Perched near a creek bed, beside railroad tracks or between the pews in an empty church, the artists physically express their personal stories, usually with a heavy dose of melancholy or swagger, more than merely singing about them. With nearly 106,000 subscribers, and approaching 53 million views since its inception eight years ago, GemsOnVHS is a stunning audiovisual diary from the undiscovered corners of American folk music.
You probably won’t find the artists that Simpkins, 28, posts in too many other other places. And that’s the point: His platform gives voice to a little-known collection of salt-of-the-earth performers from around the country, usually with compelling tales to match their soul-stirring music.

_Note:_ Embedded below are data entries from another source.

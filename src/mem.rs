use core::fmt::Debug;

use thiserror::Error;

use crate::dump;

#[derive(Debug, Clone, Copy, PartialEq, Eq, Error)]
pub enum MemError {
    #[error("address {0:#06x} is outside every mapped region")]
    OutOfRange(u16),
    #[error("address {0:#06x} is read-only")]
    ReadOnly(u16),
}

/// A contiguous block of bytes mapped at `base`.
///
/// Addresses passed to [`Region::get`] and [`Region::set`] are bus addresses,
/// not offsets; anything outside `base..base + len` is rejected.
#[derive(Clone, PartialEq, Eq)]
pub struct Region {
    base: u16,
    data: Vec<u8>,
    read_only: bool,
}
impl Region {
    pub fn new(base: u16, byte_cnt: usize, read_only: bool) -> Self {
        Self {
            base,
            data: vec![0; byte_cnt],
            read_only,
        }
    }

    pub fn ram(base: u16, byte_cnt: usize) -> Self {
        Self::new(base, byte_cnt, false)
    }

    pub fn rom(base: u16, byte_cnt: usize) -> Self {
        Self::new(base, byte_cnt, true)
    }

    pub fn base(&self) -> u16 {
        self.base
    }

    pub fn get_byte_count(&self) -> usize {
        self.data.len()
    }

    pub fn is_read_only(&self) -> bool {
        self.read_only
    }

    pub fn contains(&self, addr: u16) -> bool {
        self.offset(addr).is_some()
    }

    pub fn get(&self, addr: u16) -> Result<u8, MemError> {
        let offset = self.offset(addr).ok_or(MemError::OutOfRange(addr))?;
        Ok(self.data[offset])
    }

    pub fn set(&mut self, addr: u16, data: u8) -> Result<(), MemError> {
        let offset = self.offset(addr).ok_or(MemError::OutOfRange(addr))?;
        if self.read_only {
            return Err(MemError::ReadOnly(addr));
        }
        self.data[offset] = data;
        Ok(())
    }

    /// Programs `bytes` starting at bus address `pos`, ignoring the read-only
    /// flag. The whole slice must fit or nothing is written.
    pub fn load(&mut self, pos: u16, bytes: &[u8]) -> Result<(), MemError> {
        let start = self.offset(pos).ok_or(MemError::OutOfRange(pos))?;
        let end = start + bytes.len();
        if end > self.data.len() {
            let last = self.base as usize + end - 1;
            return Err(MemError::OutOfRange(last.min(u16::MAX as usize) as u16));
        }
        self.data[start..end].copy_from_slice(bytes);
        Ok(())
    }

    pub fn as_slice(&self) -> &[u8] {
        &self.data
    }

    pub fn dump(&self, start: u16, end: u16) -> String {
        dump::hexdump(start, end, |addr| self.get(addr).ok())
    }

    fn offset(&self, addr: u16) -> Option<usize> {
        let offset = (addr as usize).checked_sub(self.base as usize)?;
        (offset < self.data.len()).then_some(offset)
    }
}
impl Debug for Region {
    fn fmt(&self, f: &mut core::fmt::Formatter<'_>) -> core::fmt::Result {
        f.debug_struct("Region")
            .field("base", &format_args!("{:#06x}", self.base))
            .field("byte_cnt", &self.data.len())
            .field("read_only", &self.read_only)
            .finish()
    }
}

In their respective videos, for instance, songwriters such as Tennessee train-hopper Benjamin Tod and Texas native Casper Allen — both of whom have battled addiction among other life-altering challenges — muse on the trials they’ve faced with a maturity far beyond their years. “Thread a needle through your arm, tryin’ to stitch it back together again,” Allen sings in “Paper Ships.”
Funded by Patreon donations and earnings from commercial video work, Nashville-based Simpkins criss-crisscrosses the U.S. to team up with promising artists on his projects, occasionally finding himself abroad in places like Scotland — a country with a musical heritage interwoven with America’s own. For now, as the coronavirus pandemic keeps everyone indoors, he’s catching up on loads of unedited footage, with plenty of time to crack away on long overdue projects.
These days, GemsOnVHS is well-known enough that he doesn’t have to do much recruiting (which he hates). Most artists reach out to him, Simpkins says, since the channel is “a dog whistle to people who like the same stuff as us.” In other words, he’s created something of an independent musician’s online dream. “Good music just comes with the other stuff that I end up finding,” he says.
Visitors to his channel will find a new clip every two weeks or so. But Simpkins’ plans are becoming bigger: “We’re going to take over the world, and soon all music will be released through our channel,” he says with a wit drier than the sawdust-covered floor of a Kentucky watering hole. “Spotify and Apple Music are going to shut down in defeat.”
Seriously, though: Besides hoping to release several records this year, he’s also setting his sights on a podcast to continue building on Gems’ storytelling efforts — so long as the talent keeps rolling in, that is.
“I’m looking for geniuses,” Simpkins says, “and I think people with a certain amount of genius happen to write really good songs.”